[Stored data]

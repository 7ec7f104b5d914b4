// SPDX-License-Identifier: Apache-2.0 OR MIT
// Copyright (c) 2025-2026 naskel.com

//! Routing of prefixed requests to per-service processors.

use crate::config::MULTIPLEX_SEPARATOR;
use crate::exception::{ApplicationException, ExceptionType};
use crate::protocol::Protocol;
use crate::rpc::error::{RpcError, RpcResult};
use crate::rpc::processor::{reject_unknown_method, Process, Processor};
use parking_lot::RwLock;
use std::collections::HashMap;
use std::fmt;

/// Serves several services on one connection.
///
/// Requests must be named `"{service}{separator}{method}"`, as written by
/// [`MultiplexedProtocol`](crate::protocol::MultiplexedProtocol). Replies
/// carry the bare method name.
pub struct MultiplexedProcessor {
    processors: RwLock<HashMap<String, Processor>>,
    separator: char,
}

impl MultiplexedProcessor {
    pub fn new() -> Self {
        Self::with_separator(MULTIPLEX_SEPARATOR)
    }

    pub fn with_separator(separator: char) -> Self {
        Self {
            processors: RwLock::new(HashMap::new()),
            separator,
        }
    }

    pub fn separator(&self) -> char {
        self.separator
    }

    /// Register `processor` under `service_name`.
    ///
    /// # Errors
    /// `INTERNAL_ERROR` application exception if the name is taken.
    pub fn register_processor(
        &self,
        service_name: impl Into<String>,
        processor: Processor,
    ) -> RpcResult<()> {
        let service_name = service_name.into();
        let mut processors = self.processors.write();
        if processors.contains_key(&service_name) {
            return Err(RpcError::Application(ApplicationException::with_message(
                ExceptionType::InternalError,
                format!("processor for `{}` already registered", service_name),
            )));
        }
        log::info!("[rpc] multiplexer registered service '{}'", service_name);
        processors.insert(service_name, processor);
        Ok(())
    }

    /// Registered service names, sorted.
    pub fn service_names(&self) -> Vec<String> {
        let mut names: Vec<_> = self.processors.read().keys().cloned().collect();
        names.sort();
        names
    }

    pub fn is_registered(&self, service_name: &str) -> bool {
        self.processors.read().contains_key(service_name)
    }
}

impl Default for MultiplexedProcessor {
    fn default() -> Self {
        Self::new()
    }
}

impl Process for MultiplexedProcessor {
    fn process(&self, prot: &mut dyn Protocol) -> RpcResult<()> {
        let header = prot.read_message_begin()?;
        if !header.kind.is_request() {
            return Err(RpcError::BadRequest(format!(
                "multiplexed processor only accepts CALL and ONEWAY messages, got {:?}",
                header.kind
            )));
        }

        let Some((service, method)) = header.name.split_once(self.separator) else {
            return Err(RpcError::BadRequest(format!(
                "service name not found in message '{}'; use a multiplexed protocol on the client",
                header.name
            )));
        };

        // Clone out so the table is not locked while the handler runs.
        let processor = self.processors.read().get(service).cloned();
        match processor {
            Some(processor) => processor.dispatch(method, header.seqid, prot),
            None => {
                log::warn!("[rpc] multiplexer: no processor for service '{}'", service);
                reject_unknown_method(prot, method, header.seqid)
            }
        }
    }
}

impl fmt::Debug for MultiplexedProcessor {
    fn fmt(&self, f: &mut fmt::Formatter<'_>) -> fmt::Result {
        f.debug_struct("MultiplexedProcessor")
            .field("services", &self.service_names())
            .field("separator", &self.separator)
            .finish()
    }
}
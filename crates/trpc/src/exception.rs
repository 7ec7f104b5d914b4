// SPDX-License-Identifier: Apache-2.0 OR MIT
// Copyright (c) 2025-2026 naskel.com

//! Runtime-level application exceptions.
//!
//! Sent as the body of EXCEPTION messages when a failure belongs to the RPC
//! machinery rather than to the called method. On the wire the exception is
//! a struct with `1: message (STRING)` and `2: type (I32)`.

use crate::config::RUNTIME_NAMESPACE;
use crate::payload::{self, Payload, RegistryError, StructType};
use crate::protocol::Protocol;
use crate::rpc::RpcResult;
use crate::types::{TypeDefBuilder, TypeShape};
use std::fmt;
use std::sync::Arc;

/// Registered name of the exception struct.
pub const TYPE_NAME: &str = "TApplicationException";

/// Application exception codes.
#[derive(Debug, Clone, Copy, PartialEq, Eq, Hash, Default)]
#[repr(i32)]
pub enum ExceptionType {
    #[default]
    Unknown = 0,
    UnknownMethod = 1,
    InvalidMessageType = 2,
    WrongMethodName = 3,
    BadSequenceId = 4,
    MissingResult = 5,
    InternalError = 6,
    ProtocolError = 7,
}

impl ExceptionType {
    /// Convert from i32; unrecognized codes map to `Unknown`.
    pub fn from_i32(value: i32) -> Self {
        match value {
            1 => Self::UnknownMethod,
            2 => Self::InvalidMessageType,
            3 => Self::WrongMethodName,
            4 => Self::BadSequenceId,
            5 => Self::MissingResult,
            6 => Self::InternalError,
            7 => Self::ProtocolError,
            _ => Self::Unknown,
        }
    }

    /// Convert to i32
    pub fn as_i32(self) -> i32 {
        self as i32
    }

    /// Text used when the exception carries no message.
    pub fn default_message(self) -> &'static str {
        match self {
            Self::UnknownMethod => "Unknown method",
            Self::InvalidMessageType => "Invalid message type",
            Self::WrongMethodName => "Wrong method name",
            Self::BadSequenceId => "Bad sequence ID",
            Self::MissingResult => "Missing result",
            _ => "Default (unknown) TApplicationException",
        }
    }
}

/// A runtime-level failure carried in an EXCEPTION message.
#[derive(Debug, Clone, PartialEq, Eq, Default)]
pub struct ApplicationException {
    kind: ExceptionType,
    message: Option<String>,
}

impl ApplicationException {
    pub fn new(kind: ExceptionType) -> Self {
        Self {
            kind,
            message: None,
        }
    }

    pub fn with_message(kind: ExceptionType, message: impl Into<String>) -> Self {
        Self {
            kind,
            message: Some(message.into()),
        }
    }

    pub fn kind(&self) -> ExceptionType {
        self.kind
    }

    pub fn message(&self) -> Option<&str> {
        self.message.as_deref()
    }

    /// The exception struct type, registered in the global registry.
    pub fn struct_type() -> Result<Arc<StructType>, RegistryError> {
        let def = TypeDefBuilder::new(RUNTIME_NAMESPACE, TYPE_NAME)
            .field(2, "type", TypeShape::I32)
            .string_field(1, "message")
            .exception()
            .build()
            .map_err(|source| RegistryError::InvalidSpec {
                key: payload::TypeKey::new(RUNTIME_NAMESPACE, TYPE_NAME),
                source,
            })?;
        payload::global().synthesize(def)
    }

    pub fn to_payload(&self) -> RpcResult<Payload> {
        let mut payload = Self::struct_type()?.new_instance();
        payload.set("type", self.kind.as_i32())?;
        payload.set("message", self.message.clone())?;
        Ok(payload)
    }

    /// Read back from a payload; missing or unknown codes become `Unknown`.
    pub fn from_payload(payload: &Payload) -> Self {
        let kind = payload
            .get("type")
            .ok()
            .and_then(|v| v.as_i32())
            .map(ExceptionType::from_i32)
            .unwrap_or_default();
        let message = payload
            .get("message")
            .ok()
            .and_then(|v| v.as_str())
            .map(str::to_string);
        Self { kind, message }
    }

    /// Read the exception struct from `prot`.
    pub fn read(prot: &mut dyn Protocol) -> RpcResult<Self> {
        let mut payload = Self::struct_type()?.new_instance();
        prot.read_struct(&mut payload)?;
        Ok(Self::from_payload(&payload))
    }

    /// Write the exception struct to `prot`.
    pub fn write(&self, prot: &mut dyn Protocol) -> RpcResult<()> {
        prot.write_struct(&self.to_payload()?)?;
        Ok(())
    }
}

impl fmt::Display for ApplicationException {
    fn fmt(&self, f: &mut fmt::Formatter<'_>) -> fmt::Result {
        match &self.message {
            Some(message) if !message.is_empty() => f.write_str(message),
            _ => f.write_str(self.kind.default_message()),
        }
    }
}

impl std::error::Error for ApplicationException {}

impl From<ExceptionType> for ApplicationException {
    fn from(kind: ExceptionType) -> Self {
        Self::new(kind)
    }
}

WHAT TO DO – Only a number is wanted here: the count of lines in the data that contain the string "global".

EXERCISE ANSWER – 2